Рулевой на последок проявил филигранную точность, развернул судно на ограниченном пространстве и пришвартовал к свободному пирсу. Матросы бросили трапп, а Пабло громко прокричал, - Всем спасибо, тысяча чертей и якорь в глотку. После некоторого замешательства, поблагодарив за спасение, на берег сошли индейцы, а потом уже за ними последовали все.
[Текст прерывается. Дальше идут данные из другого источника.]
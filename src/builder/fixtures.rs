//! Test fixture models.

use std::path::{Path, PathBuf};

use strum_macros::{Display, EnumString};

use crate::error::Result;
use crate::model::DataType;
use crate::proto::ModelProto;

use super::{
    build_graph, build_node, clear_domain, make_model, make_operatorsetid, make_tensor_value_info,
    GraphSpec, NodeSpec,
};

/// Domain of the custom operator used by the optional-output fixture
pub const TEST_DOMAIN: &str = "test";

#[derive(Debug, Clone, Copy, PartialEq, Eq, Display, EnumString)]
pub enum Fixture {
    #[strum(serialize = "optional-output")]
    OptionalOutput,
    #[strum(serialize = "relu")]
    Relu,
}

impl Fixture {
    /// Canonical file name of the fixture
    pub fn file_name(&self) -> &'static str {
        match self {
            Fixture::OptionalOutput => "custom_op_optional_output.onnx",
            Fixture::Relu => "Relu.onnx",
        }
    }

    pub fn build(&self) -> Result<ModelProto> {
        match self {
            Fixture::OptionalOutput => custom_op_optional_output(),
            Fixture::Relu => relu(),
        }
    }
}

/// Where a fixture is written: an existing directory gets the fixture's
/// canonical file name inside it, any other path is used as given.
pub fn resolve_output_path(path: &Path, fixture: Fixture) -> PathBuf {
    if path.is_dir() {
        path.join(fixture.file_name())
    } else {
        path.to_path_buf()
    }
}

/// A `test.WithOptionalOutput` node whose middle output is left unused,
/// followed by two identities that expose the other two outputs.
pub fn custom_op_optional_output() -> Result<ModelProto> {
    let custom_node = build_node(
        NodeSpec::new("WithOptionalOutput", ["GraphIn0"], ["Output0", "", "Output2"])
            .name("CustomOptionalOutput")
            .domain(TEST_DOMAIN),
    )?;

    let iden0 = build_node(NodeSpec::new("Identity", ["Output0"], ["GraphOut0"]).name("Iden0"))?;
    let iden1 = build_node(NodeSpec::new("Identity", ["Output2"], ["GraphOut1"]).name("Iden2"))?;

    let graph = build_graph(
        GraphSpec::new("CustomOpTest")
            .nodes([custom_node, iden0, iden1])
            .input(make_tensor_value_info("GraphIn0", DataType::Float, &[2]))
            .output(make_tensor_value_info("GraphOut0", DataType::Float, &[2]))
            .output(make_tensor_value_info("GraphOut1", DataType::Float, &[2])),
    );

    let mut model = make_model(
        graph,
        vec![
            clear_domain(make_operatorsetid("", 13)),
            make_operatorsetid(TEST_DOMAIN, 1),
        ],
    );
    model.ir_version = Some(7);
    Ok(model)
}

/// Single `Relu` over a float vector of length 4: `x` -> `graphOut`
pub fn relu() -> Result<ModelProto> {
    let node = build_node(NodeSpec::new("Relu", ["x"], ["graphOut"]).name("Relu0"))?;

    let graph = build_graph(
        GraphSpec::new("Relu")
            .nodes([node])
            .input(make_tensor_value_info("x", DataType::Float, &[4]))
            .output(make_tensor_value_info("graphOut", DataType::Float, &[4])),
    );

    let mut model = make_model(graph, vec![clear_domain(make_operatorsetid("", 13))]);
    model.ir_version = Some(7);
    Ok(model)
}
Только там, когда спало напряжение и улеглись эмоции, Пабло рассмотрел находящиеся в бухте корабли, и понял, что все участники их экспедиции достигли желанного берега...
4
То время, когда в поселке первый раз появились конкистадоры Досига смутно помнит, и это скорее не воспоминания, а пересказанные истории отца. Матери своей она не знала, так как та умерла сразу же после рождения Досиги от большой кровопотери. Так вот что касается испанцев, то она их помнит как миролюбивых и радушных людей, но отец ей рассказывал, что первое время происходили между конкистадорами и туземцами конфликты. Иногда доходило до вооруженных столкновений. В основном причиной раздоров становились слезы бога 'Манико', которому поклонялись туземцы. Это золотые самородки разной величины, которые находили женщины племени, занимавшиеся скорняцкой работой, выделкой звериных шкур на порогах реки, несущей свои горные воды в океан.
Эти времена ушли в историю, конкистадоры уходили за диким золотом далеко в глубь джунглей, а местные жители последнее время даже умудрялись тайком друг от друга и местного шамана слезы 'Манико' менять в форпосте на огненную воду, либо на клинки.